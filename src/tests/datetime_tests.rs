// src/tests/datetime_tests.rs

//! tests for `datetime.rs` functions

use crate::data::datetime::{
    datetime_parse_local,
    datetime_parse_server,
    dt_pass_filters,
    tz_offset_parse,
    DateTimeL,
    DateTimeLOpt,
    FixedOffset,
    Result_Filter_DateTime2,
    TZ_OFFSET_SERVER,
};

use ::lazy_static::lazy_static;
use ::test_case::test_case;

lazy_static! {
    static ref DT_1000: DateTimeL = DateTimeL::parse_from_rfc3339("2021-01-01T10:00:00+08:00").unwrap();
    static ref DT_1005: DateTimeL = DateTimeL::parse_from_rfc3339("2021-01-01T10:05:00+08:00").unwrap();
    static ref DT_1010: DateTimeL = DateTimeL::parse_from_rfc3339("2021-01-01T10:10:00+08:00").unwrap();
    static ref FO_M5: FixedOffset = FixedOffset::west_opt(5 * 3600).unwrap();
}

#[test]
fn test_datetime_parse_server() {
    let dt = datetime_parse_server("2021-01-01T10:00:00+08:00");
    assert_eq!(dt, Some(*DT_1000));
    assert_eq!(dt.unwrap().offset(), &*TZ_OFFSET_SERVER);
}

#[test_case(""; "empty")]
#[test_case("2021-01-01T10:00:00"; "no offset")]
#[test_case("2021-01-01T10:00:00+09:00"; "other offset")]
#[test_case("2021-01-01 10:00:00+08:00"; "space separator")]
#[test_case("2021-13-01T10:00:00+08:00"; "bad month")]
#[test_case("2021-01-01T10:00:00+08:00 "; "trailing space")]
fn test_datetime_parse_server_bad(data: &str) {
    assert_eq!(datetime_parse_server(data), None);
}

#[test]
fn test_datetime_parse_local() {
    assert_eq!(datetime_parse_local("2021-01-01 10:00:00", &TZ_OFFSET_SERVER), Some(*DT_1000));
    let dt = datetime_parse_local("2021-01-01 10:00:00", &FO_M5).unwrap();
    assert_eq!(dt.offset(), &*FO_M5);
    assert_eq!(dt, DateTimeL::parse_from_rfc3339("2021-01-01T23:00:00+08:00").unwrap());
}

#[test_case(""; "empty")]
#[test_case("2021-01-01T10:00:00"; "T separator")]
#[test_case("2021-01-01 10:00"; "no seconds")]
#[test_case("ua-1"; "not a datetime")]
fn test_datetime_parse_local_bad(data: &str) {
    assert_eq!(datetime_parse_local(data, &TZ_OFFSET_SERVER), None);
}

#[test_case("+08:00", Some(8 * 3600))]
#[test_case("+0800", Some(8 * 3600))]
#[test_case("-05:30", Some(-(5 * 3600 + 30 * 60)))]
#[test_case(" +00:00 ", Some(0); "whitespace")]
#[test_case("", None; "empty")]
#[test_case("eight", None)]
fn test_tz_offset_parse(
    data: &str,
    expect_secs: Option<i32>,
) {
    let result = tz_offset_parse(data).map(|fo| fo.local_minus_utc());
    assert_eq!(result, expect_secs);
}

#[test_case(&DT_1000, &None, &None, Result_Filter_DateTime2::InRange; "no filters")]
#[test_case(&DT_1000, &Some(*DT_1005), &None, Result_Filter_DateTime2::BeforeRange; "before after-filter")]
#[test_case(&DT_1005, &Some(*DT_1005), &None, Result_Filter_DateTime2::InRange; "at after-filter")]
#[test_case(&DT_1010, &None, &Some(*DT_1005), Result_Filter_DateTime2::AfterRange; "after before-filter")]
#[test_case(&DT_1005, &None, &Some(*DT_1005), Result_Filter_DateTime2::InRange; "at before-filter")]
#[test_case(&DT_1005, &Some(*DT_1000), &Some(*DT_1010), Result_Filter_DateTime2::InRange; "within both")]
#[test_case(&DT_1010, &Some(*DT_1000), &Some(*DT_1005), Result_Filter_DateTime2::AfterRange; "after both")]
fn test_dt_pass_filters(
    dt: &DateTimeL,
    after: &DateTimeLOpt,
    before: &DateTimeLOpt,
    expect: Result_Filter_DateTime2,
) {
    let result = dt_pass_filters(dt, after, before);
    assert_eq!(result, expect);
    assert_eq!(result.is_pass(), !result.is_fail());
}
+++++
ACTIVITY —
Once the records have been read, print them all again exactly.

RESULT OF THE TASK —
filename src/tests/datetime_tests.rs
// src/tests/datetime_tests.rs

//! tests for `datetime.rs` functions

use crate::data::datetime::{
    datetime_parse_local,
    datetime_parse_server,
    dt_pass_filters,
    tz_offset_parse,
    DateTimeL,
    DateTimeLOpt,
    FixedOffset,
    Result_Filter_DateTime2,
    TZ_OFFSET_SERVER,
};

use ::lazy_static::lazy_static;
use ::test_case::test_case;

lazy_static! {
    static ref DT_1000: DateTimeL = DateTimeL::parse_from_rfc3339("2021-01-01T10:00:00+08:00").unwrap();
    static ref DT_1005: DateTimeL = DateTimeL::parse_from_rfc3339("2021-01-01T10:05:00+08:00").unwrap();
    static ref DT_1010: DateTimeL = DateTimeL::parse_from_rfc3339("2021-01-01T10:10:00+08:00").unwrap();
    static ref FO_M5: FixedOffset = FixedOffset::west_opt(5 * 3600).unwrap();
}

#[test]
fn test_datetime_parse_server() {
    let dt = datetime_parse_server("2021-01-01T10:00:00+08:00");
    assert_eq!(dt, Some(*DT_1000));
    assert_eq!(dt.unwrap().offset(), &*TZ_OFFSET_SERVER);
}

#[test_case(""; "empty")]
#[test_case("2021-01-01T10:00:00"; "no offset")]
#[test_case("2021-01-01T10:00:00+09:00"; "other offset")]
#[test_case("2021-01-01 10:00:00+08:00"; "space separator")]
#[test_case("2021-13-01T10:00:00+08:00"; "bad month")]
#[test_case("2021-01-01T10:00:00+08:00 "; "trailing space")]
fn test_datetime_parse_server_bad(data: &str) {
    assert_eq!(datetime_parse_server(data), None);
}

#[test]
fn test_datetime_parse_local() {
    assert_eq!(datetime_parse_local("2021-01-01 10:00:00", &TZ_OFFSET_SERVER), Some(*DT_1000));
    let dt = datetime_parse_local("2021-01-01 10:00:00", &FO_M5).unwrap();
    assert_eq!(dt.offset(), &*FO_M5);
    assert_eq!(dt, DateTimeL::parse_from_rfc3339("2021-01-01T23:00:00+08:00").unwrap());
}

#[test_case(""; "empty")]
#[test_case("2021-01-01T10:00:00"; "T separator")]
#[test_case("2021-01-01 10:00"; "no seconds")]
#[test_case("ua-1"; "not a datetime")]
fn test_datetime_parse_local_bad(data: &str) {
    assert_eq!(datetime_parse_local(data, &TZ_OFFSET_SERVER), None);
}

#[test_case("+08:00", Some(8 * 3600))]
#[test_case("+0800", Some(8 * 3600))]
#[test_case("-05:30", Some(-(5 * 3600 + 30 * 60)))]
#[test_case(" +00:00 ", Some(0); "whitespace")]
#[test_case("", None; "empty")]
#[test_case("eight", None)]
fn test_tz_offset_parse(
    data: &str,
    expect_secs: Option<i32>,
) {
    let result = tz_offset_parse(data).map(|fo| fo.local_minus_utc());
    assert_eq!(result, expect_secs);
}

#[test_case(&DT_1000, &None, &None, Result_Filter_DateTime2::InRange; "no filters")]
#[test_case(&DT_1000, &Some(*DT_1005), &None, Result_Filter_DateTime2::BeforeRange; "before after-filter")]
#[test_case(&DT_1005, &Some(*DT_1005), &None, Result_Filter_DateTime2::InRange; "at after-filter")]
#[test_case(&DT_1010, &None, &Some(*DT_1005), Result_Filter_DateTime2::AfterRange; "after before-filter")]
#[test_case(&DT_1005, &None, &Some(*DT_1005), Result_Filter_DateTime2::InRange; "at before-filter")]
#[test_case(&DT_1005, &Some(*DT_1000), &Some(*DT_1010), Result_Filter_DateTime2::InRange; "within both")]
#[test_case(&DT_1010, &Some(*DT_1000), &Some(*DT_1005), Result_Filter_DateTime2::AfterRange; "after both")]
fn test_dt_pass_filters(
    dt: &DateTimeL,
    after: &DateTimeLOpt,
    before: &DateTimeLOpt,
    expect: Result_Filter_DateTime2,
) {
    let result = dt_pass_filters(dt, after, before);
    assert_eq!(result, expect);
    assert_eq!(result.is_pass(), !result.is_fail());
}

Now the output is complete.